§ Exercise description: Filter these entries so that only lines with the word "nothing" remain.

(Stored data)
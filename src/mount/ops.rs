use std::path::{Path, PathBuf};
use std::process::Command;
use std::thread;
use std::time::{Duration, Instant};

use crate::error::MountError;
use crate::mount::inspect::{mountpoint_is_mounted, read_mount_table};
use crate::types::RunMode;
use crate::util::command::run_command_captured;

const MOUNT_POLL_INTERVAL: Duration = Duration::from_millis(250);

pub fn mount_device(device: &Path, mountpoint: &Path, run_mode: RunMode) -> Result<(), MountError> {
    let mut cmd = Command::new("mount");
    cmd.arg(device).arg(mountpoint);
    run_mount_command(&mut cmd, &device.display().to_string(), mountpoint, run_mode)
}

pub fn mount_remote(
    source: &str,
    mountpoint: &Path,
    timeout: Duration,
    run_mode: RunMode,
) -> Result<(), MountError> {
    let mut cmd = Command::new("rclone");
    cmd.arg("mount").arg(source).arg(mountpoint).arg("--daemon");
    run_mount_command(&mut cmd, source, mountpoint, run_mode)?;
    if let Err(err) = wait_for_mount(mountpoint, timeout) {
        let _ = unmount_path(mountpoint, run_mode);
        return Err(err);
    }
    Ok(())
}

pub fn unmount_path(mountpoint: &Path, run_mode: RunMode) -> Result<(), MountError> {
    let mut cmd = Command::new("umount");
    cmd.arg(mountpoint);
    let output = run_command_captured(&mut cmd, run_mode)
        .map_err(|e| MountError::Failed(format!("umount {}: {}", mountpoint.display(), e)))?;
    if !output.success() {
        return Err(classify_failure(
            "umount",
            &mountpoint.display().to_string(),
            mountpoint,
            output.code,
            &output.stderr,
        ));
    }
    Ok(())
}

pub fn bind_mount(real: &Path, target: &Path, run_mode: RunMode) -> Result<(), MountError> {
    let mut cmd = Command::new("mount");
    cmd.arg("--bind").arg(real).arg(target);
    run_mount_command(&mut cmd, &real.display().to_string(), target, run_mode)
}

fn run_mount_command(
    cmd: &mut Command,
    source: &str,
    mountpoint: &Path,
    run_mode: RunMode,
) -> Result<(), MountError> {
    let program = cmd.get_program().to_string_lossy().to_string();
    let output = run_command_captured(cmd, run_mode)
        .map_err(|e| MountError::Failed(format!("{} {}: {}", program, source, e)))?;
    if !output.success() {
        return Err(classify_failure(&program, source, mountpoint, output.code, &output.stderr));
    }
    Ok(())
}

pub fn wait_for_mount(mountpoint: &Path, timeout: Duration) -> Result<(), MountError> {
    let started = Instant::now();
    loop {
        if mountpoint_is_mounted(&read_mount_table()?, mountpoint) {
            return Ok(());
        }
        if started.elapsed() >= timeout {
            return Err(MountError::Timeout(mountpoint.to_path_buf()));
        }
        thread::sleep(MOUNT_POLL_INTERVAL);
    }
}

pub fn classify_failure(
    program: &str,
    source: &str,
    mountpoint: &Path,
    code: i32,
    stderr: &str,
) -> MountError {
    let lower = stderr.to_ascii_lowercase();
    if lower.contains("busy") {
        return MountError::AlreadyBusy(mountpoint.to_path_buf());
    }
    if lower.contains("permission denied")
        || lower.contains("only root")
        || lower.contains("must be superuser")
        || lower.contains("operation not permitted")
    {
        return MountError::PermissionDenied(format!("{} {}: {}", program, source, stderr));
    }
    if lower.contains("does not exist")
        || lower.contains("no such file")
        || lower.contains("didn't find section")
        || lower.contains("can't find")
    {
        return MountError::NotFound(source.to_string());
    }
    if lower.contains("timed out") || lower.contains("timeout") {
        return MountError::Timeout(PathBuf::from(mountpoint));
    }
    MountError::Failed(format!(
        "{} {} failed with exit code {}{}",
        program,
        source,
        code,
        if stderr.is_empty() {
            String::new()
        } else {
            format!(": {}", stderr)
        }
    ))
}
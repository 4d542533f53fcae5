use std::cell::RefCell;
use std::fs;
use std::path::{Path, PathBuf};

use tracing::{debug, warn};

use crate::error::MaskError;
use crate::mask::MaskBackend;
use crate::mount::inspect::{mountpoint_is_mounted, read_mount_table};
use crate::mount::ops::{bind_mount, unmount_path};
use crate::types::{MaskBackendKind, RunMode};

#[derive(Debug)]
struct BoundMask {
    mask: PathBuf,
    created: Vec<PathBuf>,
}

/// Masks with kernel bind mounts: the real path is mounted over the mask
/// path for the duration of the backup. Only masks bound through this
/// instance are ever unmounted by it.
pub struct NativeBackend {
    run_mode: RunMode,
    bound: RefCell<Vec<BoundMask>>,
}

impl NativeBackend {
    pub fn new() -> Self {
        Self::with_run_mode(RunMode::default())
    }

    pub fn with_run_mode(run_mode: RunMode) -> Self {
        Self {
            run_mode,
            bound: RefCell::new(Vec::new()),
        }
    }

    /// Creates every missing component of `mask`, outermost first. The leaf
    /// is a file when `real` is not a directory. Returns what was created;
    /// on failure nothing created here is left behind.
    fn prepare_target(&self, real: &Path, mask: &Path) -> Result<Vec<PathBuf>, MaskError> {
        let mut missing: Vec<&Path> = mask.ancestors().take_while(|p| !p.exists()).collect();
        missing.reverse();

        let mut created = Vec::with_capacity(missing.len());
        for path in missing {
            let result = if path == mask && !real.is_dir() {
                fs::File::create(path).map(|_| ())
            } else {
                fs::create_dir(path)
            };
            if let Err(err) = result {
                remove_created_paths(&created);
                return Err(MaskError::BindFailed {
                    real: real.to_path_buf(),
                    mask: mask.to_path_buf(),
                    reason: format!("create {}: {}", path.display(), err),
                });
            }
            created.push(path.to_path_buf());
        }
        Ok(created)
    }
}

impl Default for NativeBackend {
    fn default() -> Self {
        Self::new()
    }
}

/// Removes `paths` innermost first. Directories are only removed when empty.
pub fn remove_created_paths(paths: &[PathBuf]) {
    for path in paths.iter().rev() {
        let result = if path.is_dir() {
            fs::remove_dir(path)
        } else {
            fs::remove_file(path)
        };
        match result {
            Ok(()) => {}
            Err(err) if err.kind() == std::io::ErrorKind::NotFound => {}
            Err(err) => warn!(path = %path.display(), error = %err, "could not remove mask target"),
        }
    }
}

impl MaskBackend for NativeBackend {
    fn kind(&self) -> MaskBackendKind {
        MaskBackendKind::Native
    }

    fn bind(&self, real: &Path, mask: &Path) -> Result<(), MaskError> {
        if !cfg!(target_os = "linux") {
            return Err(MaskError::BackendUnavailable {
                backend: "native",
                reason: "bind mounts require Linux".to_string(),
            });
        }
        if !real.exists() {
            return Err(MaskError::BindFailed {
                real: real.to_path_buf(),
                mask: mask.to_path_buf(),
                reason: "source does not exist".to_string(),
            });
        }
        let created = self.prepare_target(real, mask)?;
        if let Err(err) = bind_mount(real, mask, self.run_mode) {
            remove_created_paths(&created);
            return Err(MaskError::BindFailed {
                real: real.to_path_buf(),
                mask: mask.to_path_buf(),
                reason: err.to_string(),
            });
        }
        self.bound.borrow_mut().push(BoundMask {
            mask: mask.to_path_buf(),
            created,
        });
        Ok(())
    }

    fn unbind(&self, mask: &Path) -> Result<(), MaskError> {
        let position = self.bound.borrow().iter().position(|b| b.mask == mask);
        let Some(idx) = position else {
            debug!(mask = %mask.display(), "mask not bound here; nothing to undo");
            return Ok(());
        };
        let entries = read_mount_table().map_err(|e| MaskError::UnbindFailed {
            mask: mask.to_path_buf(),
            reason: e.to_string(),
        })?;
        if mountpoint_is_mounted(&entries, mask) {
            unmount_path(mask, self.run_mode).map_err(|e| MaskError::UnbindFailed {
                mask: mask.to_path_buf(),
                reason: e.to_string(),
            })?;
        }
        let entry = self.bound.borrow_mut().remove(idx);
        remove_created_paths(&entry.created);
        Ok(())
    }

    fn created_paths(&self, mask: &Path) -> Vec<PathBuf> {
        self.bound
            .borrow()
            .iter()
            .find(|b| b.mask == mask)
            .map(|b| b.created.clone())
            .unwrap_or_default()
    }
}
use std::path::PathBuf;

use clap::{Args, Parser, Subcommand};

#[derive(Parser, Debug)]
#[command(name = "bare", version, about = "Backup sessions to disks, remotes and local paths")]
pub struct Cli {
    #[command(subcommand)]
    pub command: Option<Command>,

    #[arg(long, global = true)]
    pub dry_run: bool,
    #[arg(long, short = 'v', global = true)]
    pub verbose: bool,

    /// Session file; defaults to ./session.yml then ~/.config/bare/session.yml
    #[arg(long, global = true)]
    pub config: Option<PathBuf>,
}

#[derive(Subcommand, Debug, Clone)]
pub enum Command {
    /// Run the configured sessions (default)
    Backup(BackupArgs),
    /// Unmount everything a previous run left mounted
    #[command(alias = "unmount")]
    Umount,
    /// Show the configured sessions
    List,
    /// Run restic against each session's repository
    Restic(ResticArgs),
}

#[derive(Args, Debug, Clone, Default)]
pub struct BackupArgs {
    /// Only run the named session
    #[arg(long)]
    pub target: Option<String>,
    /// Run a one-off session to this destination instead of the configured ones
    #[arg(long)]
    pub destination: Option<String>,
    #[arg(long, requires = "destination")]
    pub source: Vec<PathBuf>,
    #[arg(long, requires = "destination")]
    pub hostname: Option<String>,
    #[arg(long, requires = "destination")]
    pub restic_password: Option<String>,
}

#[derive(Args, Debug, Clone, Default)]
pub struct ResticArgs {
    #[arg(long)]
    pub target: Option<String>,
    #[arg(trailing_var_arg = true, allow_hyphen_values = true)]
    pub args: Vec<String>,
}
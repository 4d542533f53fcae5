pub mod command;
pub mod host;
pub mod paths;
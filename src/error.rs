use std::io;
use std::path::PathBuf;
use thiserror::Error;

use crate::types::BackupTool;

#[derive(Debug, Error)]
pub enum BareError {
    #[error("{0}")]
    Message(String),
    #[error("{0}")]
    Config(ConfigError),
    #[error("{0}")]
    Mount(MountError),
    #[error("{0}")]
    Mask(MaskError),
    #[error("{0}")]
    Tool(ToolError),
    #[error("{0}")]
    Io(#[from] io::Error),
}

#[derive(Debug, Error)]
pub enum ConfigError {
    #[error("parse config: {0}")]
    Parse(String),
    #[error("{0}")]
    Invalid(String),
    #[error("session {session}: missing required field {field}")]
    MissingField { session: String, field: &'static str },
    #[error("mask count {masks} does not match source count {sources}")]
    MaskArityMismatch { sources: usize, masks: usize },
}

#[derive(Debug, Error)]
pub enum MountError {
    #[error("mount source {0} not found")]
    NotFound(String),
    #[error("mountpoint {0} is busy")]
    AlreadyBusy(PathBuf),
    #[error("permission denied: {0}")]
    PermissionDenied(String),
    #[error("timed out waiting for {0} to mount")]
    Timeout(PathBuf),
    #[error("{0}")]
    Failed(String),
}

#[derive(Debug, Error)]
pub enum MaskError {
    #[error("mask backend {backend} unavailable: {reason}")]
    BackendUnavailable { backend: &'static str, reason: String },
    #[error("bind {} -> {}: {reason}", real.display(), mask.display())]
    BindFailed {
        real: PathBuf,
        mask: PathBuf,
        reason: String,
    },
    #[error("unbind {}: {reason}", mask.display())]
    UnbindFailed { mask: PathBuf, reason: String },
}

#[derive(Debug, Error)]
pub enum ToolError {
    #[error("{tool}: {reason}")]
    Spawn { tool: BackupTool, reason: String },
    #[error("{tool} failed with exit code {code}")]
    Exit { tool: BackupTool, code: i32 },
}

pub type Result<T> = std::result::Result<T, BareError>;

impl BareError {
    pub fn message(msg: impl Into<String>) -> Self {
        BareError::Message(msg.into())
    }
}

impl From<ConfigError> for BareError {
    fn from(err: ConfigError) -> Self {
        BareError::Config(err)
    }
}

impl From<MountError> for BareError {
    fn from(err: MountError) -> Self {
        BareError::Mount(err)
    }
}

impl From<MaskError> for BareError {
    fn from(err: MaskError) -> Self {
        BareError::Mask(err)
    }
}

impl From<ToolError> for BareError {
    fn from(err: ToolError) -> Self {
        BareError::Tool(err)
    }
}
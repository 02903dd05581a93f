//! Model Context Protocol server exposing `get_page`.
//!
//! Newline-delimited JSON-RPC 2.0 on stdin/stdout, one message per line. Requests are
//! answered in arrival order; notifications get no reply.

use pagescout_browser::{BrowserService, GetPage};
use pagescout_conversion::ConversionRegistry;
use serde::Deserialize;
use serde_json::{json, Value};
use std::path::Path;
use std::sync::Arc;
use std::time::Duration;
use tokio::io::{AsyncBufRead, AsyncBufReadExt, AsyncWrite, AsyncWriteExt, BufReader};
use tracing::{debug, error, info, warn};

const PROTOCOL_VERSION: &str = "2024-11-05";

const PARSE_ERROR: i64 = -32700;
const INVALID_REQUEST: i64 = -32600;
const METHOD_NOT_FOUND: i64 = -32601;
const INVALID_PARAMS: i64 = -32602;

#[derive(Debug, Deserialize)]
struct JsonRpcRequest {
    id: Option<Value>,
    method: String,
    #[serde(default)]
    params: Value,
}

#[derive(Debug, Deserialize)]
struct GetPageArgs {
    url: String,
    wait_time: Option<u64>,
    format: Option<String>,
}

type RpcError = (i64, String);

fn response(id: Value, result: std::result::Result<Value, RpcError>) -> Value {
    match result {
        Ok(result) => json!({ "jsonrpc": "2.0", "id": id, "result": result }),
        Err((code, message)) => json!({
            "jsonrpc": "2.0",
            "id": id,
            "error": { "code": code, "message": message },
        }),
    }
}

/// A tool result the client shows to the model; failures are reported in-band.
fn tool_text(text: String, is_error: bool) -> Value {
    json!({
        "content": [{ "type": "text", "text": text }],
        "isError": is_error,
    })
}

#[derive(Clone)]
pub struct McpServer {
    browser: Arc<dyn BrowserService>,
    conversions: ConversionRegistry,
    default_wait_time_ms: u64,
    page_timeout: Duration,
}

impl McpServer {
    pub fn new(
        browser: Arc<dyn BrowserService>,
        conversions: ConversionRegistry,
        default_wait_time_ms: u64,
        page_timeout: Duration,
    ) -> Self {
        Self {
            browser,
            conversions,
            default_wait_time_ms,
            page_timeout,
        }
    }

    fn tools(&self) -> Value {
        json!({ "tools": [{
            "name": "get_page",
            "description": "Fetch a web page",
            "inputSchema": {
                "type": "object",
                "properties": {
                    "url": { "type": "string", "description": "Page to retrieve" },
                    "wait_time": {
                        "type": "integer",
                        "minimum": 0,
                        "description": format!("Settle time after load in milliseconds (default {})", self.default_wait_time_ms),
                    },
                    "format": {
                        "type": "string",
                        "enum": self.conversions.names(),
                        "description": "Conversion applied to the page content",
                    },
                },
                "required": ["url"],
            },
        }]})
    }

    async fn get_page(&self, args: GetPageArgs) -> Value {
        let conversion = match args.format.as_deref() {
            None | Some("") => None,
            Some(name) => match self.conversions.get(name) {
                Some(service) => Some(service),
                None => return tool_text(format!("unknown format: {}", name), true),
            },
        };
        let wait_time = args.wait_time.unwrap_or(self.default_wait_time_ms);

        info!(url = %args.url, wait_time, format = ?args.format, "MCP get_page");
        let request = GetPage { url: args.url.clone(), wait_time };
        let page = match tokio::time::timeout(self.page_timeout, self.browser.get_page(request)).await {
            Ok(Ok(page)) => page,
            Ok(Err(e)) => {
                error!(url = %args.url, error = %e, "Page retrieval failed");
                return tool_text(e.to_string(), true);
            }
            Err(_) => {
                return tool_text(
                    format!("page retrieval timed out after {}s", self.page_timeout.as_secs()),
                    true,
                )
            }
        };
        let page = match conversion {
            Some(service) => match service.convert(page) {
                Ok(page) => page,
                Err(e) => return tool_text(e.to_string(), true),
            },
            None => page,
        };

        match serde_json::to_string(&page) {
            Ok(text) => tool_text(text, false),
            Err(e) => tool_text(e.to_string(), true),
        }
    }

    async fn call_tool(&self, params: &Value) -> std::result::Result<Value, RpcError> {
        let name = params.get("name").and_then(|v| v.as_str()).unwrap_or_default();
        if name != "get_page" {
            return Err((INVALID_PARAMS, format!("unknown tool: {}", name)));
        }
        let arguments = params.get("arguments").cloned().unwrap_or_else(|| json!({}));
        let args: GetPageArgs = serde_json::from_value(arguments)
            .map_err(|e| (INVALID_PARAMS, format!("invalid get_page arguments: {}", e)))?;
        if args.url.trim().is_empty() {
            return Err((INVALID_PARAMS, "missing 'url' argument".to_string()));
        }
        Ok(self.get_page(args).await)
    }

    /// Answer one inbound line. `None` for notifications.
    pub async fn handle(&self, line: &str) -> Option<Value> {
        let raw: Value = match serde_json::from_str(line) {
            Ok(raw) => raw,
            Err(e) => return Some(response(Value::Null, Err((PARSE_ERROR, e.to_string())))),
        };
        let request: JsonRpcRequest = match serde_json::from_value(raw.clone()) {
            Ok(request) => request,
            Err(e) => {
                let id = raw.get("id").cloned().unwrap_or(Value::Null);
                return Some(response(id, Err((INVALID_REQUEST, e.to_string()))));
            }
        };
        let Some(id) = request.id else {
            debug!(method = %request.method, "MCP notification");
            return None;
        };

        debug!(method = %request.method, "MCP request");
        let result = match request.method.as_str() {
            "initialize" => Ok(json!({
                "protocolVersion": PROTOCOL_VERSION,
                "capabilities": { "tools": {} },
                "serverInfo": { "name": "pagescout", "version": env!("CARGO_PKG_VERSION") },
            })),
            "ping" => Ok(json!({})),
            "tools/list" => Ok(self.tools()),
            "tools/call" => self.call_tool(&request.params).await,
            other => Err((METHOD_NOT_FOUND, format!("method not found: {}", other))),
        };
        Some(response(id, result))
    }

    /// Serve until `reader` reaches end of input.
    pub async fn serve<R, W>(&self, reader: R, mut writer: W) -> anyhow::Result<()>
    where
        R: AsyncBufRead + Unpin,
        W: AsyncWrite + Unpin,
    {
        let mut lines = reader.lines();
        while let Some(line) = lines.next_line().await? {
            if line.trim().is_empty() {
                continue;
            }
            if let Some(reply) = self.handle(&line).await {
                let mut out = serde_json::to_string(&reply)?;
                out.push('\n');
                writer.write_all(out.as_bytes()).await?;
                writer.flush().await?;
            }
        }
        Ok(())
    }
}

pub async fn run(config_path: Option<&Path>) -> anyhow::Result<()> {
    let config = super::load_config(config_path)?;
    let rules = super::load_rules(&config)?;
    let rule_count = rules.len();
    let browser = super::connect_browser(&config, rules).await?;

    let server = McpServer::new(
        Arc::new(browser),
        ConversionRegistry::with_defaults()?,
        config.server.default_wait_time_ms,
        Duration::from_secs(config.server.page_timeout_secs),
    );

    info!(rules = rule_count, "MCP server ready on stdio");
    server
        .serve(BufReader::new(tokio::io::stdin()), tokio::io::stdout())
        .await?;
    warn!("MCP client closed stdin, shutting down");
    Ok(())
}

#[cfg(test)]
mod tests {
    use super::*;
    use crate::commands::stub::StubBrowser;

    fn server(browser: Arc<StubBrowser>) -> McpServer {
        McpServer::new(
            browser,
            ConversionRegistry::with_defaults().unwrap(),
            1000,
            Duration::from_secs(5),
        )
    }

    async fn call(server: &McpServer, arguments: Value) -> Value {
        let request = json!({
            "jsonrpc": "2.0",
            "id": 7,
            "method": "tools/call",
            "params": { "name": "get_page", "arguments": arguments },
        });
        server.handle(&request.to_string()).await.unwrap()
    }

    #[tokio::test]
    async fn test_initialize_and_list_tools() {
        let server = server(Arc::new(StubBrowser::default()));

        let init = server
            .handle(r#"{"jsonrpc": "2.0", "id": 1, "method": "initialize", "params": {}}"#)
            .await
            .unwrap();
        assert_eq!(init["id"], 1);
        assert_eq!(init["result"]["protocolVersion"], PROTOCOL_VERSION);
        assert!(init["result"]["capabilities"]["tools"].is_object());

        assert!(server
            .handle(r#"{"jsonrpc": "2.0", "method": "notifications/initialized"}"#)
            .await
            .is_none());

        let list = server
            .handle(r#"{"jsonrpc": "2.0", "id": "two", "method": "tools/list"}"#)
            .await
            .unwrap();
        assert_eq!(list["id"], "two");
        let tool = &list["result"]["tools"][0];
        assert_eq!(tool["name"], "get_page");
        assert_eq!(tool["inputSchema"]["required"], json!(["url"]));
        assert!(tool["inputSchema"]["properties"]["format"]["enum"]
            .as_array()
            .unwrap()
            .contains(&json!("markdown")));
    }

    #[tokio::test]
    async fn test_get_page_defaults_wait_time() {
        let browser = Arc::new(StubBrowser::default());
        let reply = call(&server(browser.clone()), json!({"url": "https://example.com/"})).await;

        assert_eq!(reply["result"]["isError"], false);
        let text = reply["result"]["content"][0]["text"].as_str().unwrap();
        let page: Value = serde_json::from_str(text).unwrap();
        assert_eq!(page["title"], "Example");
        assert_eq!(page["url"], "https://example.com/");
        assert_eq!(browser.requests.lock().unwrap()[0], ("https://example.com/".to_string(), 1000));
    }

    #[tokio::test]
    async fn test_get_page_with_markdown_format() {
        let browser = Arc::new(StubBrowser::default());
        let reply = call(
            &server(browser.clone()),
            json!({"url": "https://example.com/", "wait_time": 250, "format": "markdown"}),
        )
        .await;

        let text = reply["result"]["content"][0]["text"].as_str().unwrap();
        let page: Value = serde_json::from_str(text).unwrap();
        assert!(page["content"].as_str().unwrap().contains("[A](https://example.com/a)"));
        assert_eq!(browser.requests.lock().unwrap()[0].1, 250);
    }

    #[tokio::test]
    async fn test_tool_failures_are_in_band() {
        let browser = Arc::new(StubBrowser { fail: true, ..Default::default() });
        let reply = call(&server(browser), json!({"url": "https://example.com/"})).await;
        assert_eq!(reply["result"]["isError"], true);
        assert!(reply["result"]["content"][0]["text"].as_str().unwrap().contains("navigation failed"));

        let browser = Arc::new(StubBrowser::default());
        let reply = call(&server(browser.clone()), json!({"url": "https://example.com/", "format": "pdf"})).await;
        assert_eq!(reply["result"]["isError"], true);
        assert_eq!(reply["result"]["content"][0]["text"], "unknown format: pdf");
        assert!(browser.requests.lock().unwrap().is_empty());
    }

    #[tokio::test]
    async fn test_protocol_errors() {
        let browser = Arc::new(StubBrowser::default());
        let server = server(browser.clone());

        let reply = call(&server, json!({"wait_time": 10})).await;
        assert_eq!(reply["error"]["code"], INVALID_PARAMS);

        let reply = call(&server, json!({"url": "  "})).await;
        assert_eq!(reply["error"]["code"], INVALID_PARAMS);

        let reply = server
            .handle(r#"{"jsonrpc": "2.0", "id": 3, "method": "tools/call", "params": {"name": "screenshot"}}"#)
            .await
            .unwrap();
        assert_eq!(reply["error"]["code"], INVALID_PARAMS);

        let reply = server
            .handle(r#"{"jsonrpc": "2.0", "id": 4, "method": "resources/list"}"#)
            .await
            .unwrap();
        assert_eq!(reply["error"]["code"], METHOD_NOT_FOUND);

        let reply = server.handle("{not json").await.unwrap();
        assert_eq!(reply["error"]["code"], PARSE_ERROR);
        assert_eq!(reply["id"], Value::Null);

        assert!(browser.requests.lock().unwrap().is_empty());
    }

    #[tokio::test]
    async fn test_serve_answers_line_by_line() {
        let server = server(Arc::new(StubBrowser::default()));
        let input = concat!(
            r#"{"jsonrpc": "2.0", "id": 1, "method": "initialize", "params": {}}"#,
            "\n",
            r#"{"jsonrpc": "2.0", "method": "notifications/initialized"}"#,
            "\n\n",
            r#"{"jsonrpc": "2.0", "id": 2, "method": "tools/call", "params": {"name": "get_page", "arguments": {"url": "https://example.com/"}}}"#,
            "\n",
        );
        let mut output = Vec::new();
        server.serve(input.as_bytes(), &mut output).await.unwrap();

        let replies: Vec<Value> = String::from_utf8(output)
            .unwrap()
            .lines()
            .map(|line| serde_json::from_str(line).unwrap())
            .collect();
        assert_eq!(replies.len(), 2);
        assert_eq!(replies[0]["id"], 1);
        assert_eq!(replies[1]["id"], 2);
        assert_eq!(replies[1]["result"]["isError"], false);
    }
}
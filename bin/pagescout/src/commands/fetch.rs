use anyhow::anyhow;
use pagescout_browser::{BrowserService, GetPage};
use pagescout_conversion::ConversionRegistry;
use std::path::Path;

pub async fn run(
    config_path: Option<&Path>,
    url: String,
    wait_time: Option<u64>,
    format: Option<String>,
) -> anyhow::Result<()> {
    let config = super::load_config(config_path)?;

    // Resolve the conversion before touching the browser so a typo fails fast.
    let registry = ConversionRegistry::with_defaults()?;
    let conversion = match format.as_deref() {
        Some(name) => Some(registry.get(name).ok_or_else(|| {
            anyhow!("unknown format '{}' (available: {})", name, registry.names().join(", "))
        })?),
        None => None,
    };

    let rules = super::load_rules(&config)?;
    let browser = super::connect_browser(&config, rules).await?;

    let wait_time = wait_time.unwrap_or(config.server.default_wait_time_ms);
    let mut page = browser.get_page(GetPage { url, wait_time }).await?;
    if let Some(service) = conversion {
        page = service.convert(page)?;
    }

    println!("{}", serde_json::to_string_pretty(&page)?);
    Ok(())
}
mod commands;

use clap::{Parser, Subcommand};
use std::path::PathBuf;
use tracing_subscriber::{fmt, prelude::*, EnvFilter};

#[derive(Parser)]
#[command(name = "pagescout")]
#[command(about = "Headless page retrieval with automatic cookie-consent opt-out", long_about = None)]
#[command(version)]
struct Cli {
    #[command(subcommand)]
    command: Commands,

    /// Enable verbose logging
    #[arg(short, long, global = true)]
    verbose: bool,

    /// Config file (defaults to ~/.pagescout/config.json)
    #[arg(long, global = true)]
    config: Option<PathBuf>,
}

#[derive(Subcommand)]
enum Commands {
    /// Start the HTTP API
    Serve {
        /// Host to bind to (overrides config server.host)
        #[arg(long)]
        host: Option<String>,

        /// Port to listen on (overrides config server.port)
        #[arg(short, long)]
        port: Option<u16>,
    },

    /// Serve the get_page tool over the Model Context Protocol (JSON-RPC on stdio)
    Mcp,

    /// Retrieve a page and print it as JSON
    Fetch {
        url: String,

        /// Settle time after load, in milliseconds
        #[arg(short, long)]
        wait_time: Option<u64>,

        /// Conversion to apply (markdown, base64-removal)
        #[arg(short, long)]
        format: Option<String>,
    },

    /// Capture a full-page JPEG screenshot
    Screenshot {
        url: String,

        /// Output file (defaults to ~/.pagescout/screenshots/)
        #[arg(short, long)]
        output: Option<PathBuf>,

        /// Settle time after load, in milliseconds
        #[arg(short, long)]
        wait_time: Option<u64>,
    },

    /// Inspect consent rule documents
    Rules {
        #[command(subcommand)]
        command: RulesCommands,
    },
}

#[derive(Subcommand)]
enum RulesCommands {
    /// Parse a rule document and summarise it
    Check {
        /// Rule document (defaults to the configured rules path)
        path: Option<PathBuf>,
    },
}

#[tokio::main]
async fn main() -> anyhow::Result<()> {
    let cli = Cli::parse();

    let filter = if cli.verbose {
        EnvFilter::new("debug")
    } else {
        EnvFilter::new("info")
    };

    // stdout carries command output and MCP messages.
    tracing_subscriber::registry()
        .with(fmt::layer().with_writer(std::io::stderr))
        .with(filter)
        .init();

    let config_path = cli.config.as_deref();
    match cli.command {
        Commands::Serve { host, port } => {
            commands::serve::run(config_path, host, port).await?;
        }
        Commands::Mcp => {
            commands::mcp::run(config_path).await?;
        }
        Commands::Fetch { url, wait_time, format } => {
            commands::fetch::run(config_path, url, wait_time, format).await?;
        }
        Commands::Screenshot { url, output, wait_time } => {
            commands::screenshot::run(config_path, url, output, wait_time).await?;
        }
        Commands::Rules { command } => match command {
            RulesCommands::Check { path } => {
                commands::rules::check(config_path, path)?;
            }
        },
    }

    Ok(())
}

§ Response below:
    /// on failure nothing created here is left behind.
            debug!(mask = %mask.display(), "mask not bound here; nothing to undo");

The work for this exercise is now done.